A steady flow of capital is expected to continue in the hotel real estate market in 2012 with increasing investor interest in select service transactions, according to Jones Lang LaSalle Hotels. Compared to 2011 activity, the firm forecasts that the 2012 volume of select service hotel portfolio sales is likely to double.
“The select service sector is the most agile and resilient of the hotel transaction market. Its demand has quadrupled in the last 15 years, giving way to growth in the product offering,” said Al Calhoun, managing director of Jones Lang LaSalle Hotels. “An increase in corporate demand at branded upscale select service hotels is expected to bolster the performance for the overall sector in 2012.”

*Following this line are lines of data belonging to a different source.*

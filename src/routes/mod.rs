pub mod admin;

pub mod auth;

pub mod courses;

pub mod departments;

pub mod professors;

pub mod reviews;

pub mod search;

pub mod users;

pub use admin::configure_admin_routes;
pub use auth::configure_auth_routes;
pub use courses::configure_courses_routes;
pub use departments::configure_departments_routes;
pub use professors::configure_professors_routes;
pub use reviews::configure_reviews_routes;
pub use search::configure_search_routes;
pub use users::configure_user_routes;
/*!
 * JWT 认证中间件
 *
 * 此中间件用于验证 JWT 令牌的有效性，确保只有经过身份验证的用户才能访问受保护的路由。
 *
 * ## 使用方法
 *
 * 1. 在路由上应用中间件：
 * ```rust,ignore
 * use actix_web::{web, App, HttpServer};
 * use crate::middlewares::require_jwt::RequireJWT;
 *
 * HttpServer::new(|| {
 *     App::new()
 *         .service(
 *             web::scope("/api")
 *                 .wrap(RequireJWT)  // 应用JWT验证中间件
 *                 .route("/protected", web::get().to(protected_handler))
 *         )
 * })
 * ```
 *
 * 2. 在处理程序中提取用户信息：
 * ```rust,ignore
 * async fn protected_handler(req: HttpRequest) -> Result<HttpResponse> {
 *     if let Some(user) = RequireJWT::extract_user_claims(&req) {
 *         return Ok(HttpResponse::Ok().json(format!("Hello, {}!", user.username)));
 *     }
 *     Ok(HttpResponse::InternalServerError().finish())
 * }
 * ```
 *
 * ## 认证流程
 *
 * 1. 客户端在请求头中包含 `Authorization: Bearer <JWT_TOKEN>`
 * 2. 中间件提取并验证JWT令牌
 * 3. 如果令牌有效，将解析出的用户信息存储在请求扩展中，继续处理请求
 * 4. 失败时按缺失/过期/非法/用户不存在/账号非活跃分别返回 401 错误码
 *
 * ## 配置
 *
 * 确保在环境变量中设置了 `JWT_SECRET`，JWT服务将使用此密钥来验证令牌。
 */

use crate::cache::{CacheResult, ObjectCache};
use crate::config::AppConfig;
use crate::models::users::entities::{UserRole, UserStatus};
use crate::models::{ErrorCode, users::entities};
use crate::storage::Storage;
use crate::utils::jwt::TokenError;
use actix_service::{Service, Transform};
use actix_web::{
    Error, HttpMessage,
    body::EitherBody,
    dev::{ServiceRequest, ServiceResponse},
    http::StatusCode,
};
use futures_util::future::{LocalBoxFuture, Ready, ready};
use std::{rc::Rc, sync::Arc};
use tracing::{debug, info};

use super::create_error_response;

const BEARER_PREFIX: &str = "Bearer ";
const AUTHORIZATION_HEADER: &str = "Authorization";

#[derive(Clone)]
pub struct RequireJWT;

/// 认证失败的各种情况需要下发不同错误码，
/// 让客户端区分"重新登录"与"直接拒绝"
enum AuthFailure {
    MissingToken,
    ExpiredToken,
    InvalidToken,
    UserNotFound,
    UserNotActive,
}

impl AuthFailure {
    fn error_code(&self) -> ErrorCode {
        match self {
            AuthFailure::MissingToken => ErrorCode::Unauthorized,
            AuthFailure::ExpiredToken => ErrorCode::TokenExpired,
            AuthFailure::InvalidToken => ErrorCode::TokenInvalid,
            AuthFailure::UserNotFound => ErrorCode::Unauthorized,
            AuthFailure::UserNotActive => ErrorCode::UserNotActive,
        }
    }

    fn message(&self) -> &'static str {
        match self {
            AuthFailure::MissingToken => "Missing or invalid Authorization header",
            AuthFailure::ExpiredToken => "Token has expired, please log in again",
            AuthFailure::InvalidToken => "Invalid JWT token",
            AuthFailure::UserNotFound => "User not found",
            AuthFailure::UserNotActive => "User account is not active",
        }
    }
}

// 辅助函数：提取并验证 JWT access token
async fn extract_and_validate_jwt(req: &ServiceRequest) -> Result<entities::User, AuthFailure> {
    let token = req
        .headers()
        .get(AUTHORIZATION_HEADER)
        .and_then(|h| h.to_str().ok())
        .and_then(|s| s.strip_prefix(BEARER_PREFIX))
        .ok_or(AuthFailure::MissingToken)?;

    let claims = crate::utils::jwt::JwtUtils::verify_access_token(token).map_err(|err| {
        info!("JWT token validation failed: {}", err);
        match err {
            TokenError::Expired => AuthFailure::ExpiredToken,
            TokenError::Invalid => AuthFailure::InvalidToken,
        }
    })?;

    let cache = req
        .app_data::<actix_web::web::Data<Arc<dyn ObjectCache>>>()
        .expect("Cache not found in app data")
        .get_ref()
        .clone();

    // 从缓存中获取用户信息
    match cache.get_raw(&format!("user:{token}")).await {
        CacheResult::Found(json) => match serde_json::from_str::<entities::User>(&json) {
            Ok(user) => {
                // 缓存期间账号可能被暂停/封禁，状态仍要校验
                if user.status != UserStatus::Active {
                    return Err(AuthFailure::UserNotActive);
                }
                return Ok(user);
            }
            Err(_) => {
                cache.remove(&format!("user:{token}")).await;
                info!("Failed to deserialize user from cache for token: {}", token);
            }
        },
        _ => {
            debug!("User not found in cache for token");
        }
    };

    let storage = req
        .app_data::<actix_web::web::Data<Arc<dyn Storage>>>()
        .expect("Storage not found in app data")
        .get_ref()
        .clone();

    let user_id = claims
        .sub
        .parse::<i64>()
        .map_err(|_| AuthFailure::InvalidToken)?;

    let user = storage
        .get_user_by_id(user_id)
        .await
        .map_err(|_| AuthFailure::UserNotFound)?
        .ok_or(AuthFailure::UserNotFound)?;

    if user.status != UserStatus::Active {
        return Err(AuthFailure::UserNotActive);
    }

    // 将用户信息存入缓存
    let app_config = AppConfig::get();
    if let Ok(user_json) = serde_json::to_string(&user) {
        cache
            .insert_raw(
                format!("user:{token}"),
                user_json,
                app_config.cache.default_ttl,
            )
            .await;
    }

    Ok(user)
}

impl<S, B> Transform<S, ServiceRequest> for RequireJWT
where
    S: Service<ServiceRequest, Response = ServiceResponse<B>, Error = Error> + 'static,
    B: 'static,
{
    type Response = ServiceResponse<EitherBody<B>>;
    type Error = Error;
    type InitError = ();
    type Transform = RequireJWTMiddleware<S>;
    type Future = Ready<Result<Self::Transform, Self::InitError>>;

    fn new_transform(&self, service: S) -> Self::Future {
        ready(Ok(RequireJWTMiddleware {
            service: Rc::new(service),
        }))
    }
}

pub struct RequireJWTMiddleware<S> {
    service: Rc<S>,
}

impl<S, B> Service<ServiceRequest> for RequireJWTMiddleware<S>
where
    S: Service<ServiceRequest, Response = ServiceResponse<B>, Error = Error> + 'static,
    B: 'static,
{
    type Response = ServiceResponse<EitherBody<B>>;
    type Error = Error;
    type Future = LocalBoxFuture<'static, Result<Self::Response, Self::Error>>;

    fn poll_ready(
        &self,
        ctx: &mut std::task::Context<'_>,
    ) -> std::task::Poll<Result<(), Self::Error>> {
        self.service.poll_ready(ctx)
    }

    fn call(&self, req: ServiceRequest) -> Self::Future {
        let srv = self.service.clone();
        Box::pin(async move {
            // 处理 OPTIONS 请求
            if req.method() == actix_web::http::Method::OPTIONS {
                return Ok(req.into_response(
                    create_error_response(StatusCode::NO_CONTENT, ErrorCode::Success, "")
                        .map_into_right_body(),
                ));
            }

            // 验证 JWT token
            match extract_and_validate_jwt(&req).await {
                Ok(user) => {
                    debug!("JWT authentication successful for ID: {}", user.id);
                    // 解析出的用户放入请求扩展，供后续处理程序使用
                    req.extensions_mut().insert(user);
                    let res = srv.call(req).await?.map_into_left_body();
                    Ok(res)
                }
                Err(failure) => {
                    info!(
                        "JWT authentication failed for request to {}: {}",
                        req.path(),
                        failure.message()
                    );
                    Ok(req.into_response(
                        create_error_response(
                            StatusCode::UNAUTHORIZED,
                            failure.error_code(),
                            failure.message(),
                        )
                        .map_into_right_body(),
                    ))
                }
            }
        })
    }
}

// 辅助函数：从请求中提取用户信息
impl RequireJWT {
    /// 从请求扩展中提取用户信息
    /// 此函数应该在应用了RequireJWT中间件的路由处理程序中使用
    pub fn extract_user_claims(req: &actix_web::HttpRequest) -> Option<entities::User> {
        req.extensions().get::<entities::User>().cloned()
    }

    /// 从请求扩展中提取用户ID
    /// 此函数应该在应用了RequireJWT中间件的路由处理程序中使用
    pub fn extract_user_id(req: &actix_web::HttpRequest) -> Option<i64> {
        req.extensions().get::<entities::User>().map(|user| user.id)
    }

    /// 从请求扩展中提取用户角色
    /// 此函数应该在应用了RequireJWT中间件的路由处理程序中使用
    pub fn extract_user_role(req: &actix_web::HttpRequest) -> Option<UserRole> {
        req.extensions()
            .get::<entities::User>()
            .map(|user| user.role.clone())
    }
}
use actix_web::{HttpRequest, HttpResponse, Result as ActixResult};

use super::SystemService;
use crate::models::reviews::entities::ReviewStatus;
use crate::models::system::responses::AdminStatsResponse;
use crate::models::{ApiResponse, ErrorCode};

/// 管理端总览：各实体数量 + 审核/举报队列长度
pub async fn admin_stats(
    service: &SystemService,
    request: &HttpRequest,
) -> ActixResult<HttpResponse> {
    let storage = service.get_storage(request);

    let result: Result<AdminStatsResponse, crate::errors::CampusRateError> = async {
        Ok(AdminStatsResponse {
            users: storage.count_users().await?,
            departments: storage.count_departments().await?,
            courses: storage.count_courses().await?,
            professors: storage.count_professors().await?,
            reviews: storage.count_reviews().await?,
            pending_reviews: storage
                .count_reviews_by_status(ReviewStatus::Pending)
                .await?,
            reported_reviews: storage.count_reported_reviews().await?,
        })
    }
    .await;

    match result {
        Ok(stats) => Ok(HttpResponse::Ok().json(ApiResponse::success(stats, "查询成功"))),
        Err(e) => Ok(
            HttpResponse::InternalServerError().json(ApiResponse::error_empty(
                ErrorCode::InternalServerError,
                format!("Failed to load stats: {e}"),
            )),
        ),
    }
}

Private equity and institutional investors will continue to play a significant role in the acquisition of select service assets. Investors are looking to expand their portfolios at a national and regional level, and branded portfolio sales are likely to fare better in the market in 2012. Turn-around hospitality assets in the today’s marketplace are also likely to face a wide buyer audience. However, buyers should remain cautious, as franchisors are expected to require overdue upgrades and capital infusions in the coming year to keep hotels at brand standards.
“Competitive bidding on auction sales and the purchasing of foreclosures and distressed assets, albeit at a slower pace, will also allow investors to acquire assets at a discount to replacement cost,” added Calhoun.
“Overall, the select service sector will experience a rise in transactions this year as compared with 2011. We are also likely to see the start of new construction return in 2014 causing a shift in the market dynamics and a new buying pool emerge,” added Mark Fair, managing director of Jones Lang LaSalle Hotels.